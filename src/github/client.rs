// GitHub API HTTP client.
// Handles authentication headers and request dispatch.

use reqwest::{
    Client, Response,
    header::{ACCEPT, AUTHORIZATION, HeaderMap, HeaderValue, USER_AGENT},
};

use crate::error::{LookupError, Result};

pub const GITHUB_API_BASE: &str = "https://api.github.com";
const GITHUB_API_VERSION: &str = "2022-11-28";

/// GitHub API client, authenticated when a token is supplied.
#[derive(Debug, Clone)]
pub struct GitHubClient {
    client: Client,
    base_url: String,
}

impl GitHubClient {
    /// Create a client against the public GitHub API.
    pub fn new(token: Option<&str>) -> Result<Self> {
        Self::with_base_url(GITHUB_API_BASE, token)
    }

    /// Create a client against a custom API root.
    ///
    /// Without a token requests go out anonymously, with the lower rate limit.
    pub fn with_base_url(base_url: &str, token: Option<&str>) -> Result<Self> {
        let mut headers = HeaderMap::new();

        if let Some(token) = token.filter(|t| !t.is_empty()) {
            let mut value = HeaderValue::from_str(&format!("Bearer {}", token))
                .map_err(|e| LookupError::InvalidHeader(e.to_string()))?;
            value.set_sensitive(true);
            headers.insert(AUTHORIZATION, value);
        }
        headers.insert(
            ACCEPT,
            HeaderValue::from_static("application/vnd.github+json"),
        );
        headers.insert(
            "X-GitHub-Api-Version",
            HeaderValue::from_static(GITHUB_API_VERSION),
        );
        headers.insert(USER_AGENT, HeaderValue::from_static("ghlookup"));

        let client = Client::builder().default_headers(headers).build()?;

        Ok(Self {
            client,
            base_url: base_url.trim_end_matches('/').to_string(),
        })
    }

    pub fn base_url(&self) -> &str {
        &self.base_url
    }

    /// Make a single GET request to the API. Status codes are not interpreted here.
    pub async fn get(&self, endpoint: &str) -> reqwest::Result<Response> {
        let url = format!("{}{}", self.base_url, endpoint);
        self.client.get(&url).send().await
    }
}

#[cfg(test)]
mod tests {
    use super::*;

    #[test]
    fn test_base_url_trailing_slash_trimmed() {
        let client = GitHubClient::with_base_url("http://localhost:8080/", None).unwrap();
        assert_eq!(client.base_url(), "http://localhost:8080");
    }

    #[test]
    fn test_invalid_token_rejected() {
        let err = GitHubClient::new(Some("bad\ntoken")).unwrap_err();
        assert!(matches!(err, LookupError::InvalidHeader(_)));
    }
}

※

> Problem
An exact transcription of the lines from the start of the listing through the line bearing "if let Some(token)" is the whole answer.

> Exercise output
filename src/github/client.rs
// GitHub API HTTP client.
// Handles authentication headers and request dispatch.

use reqwest::{
    Client, Response,
    header::{ACCEPT, AUTHORIZATION, HeaderMap, HeaderValue, USER_AGENT},
};

use crate::error::{LookupError, Result};

pub const GITHUB_API_BASE: &str = "https://api.github.com";
const GITHUB_API_VERSION: &str = "2022-11-28";

/// GitHub API client, authenticated when a token is supplied.
#[derive(Debug, Clone)]
pub struct GitHubClient {
    client: Client,
    base_url: String,
}

impl GitHubClient {
    /// Create a client against the public GitHub API.
    pub fn new(token: Option<&str>) -> Result<Self> {
        Self::with_base_url(GITHUB_API_BASE, token)
    }

    /// Create a client against a custom API root.
    ///
    /// Without a token requests go out anonymously, with the lower rate limit.
    pub fn with_base_url(base_url: &str, token: Option<&str>) -> Result<Self> {
        let mut headers = HeaderMap::new();

        if let Some(token) = token.filter(|t| !t.is_empty()) {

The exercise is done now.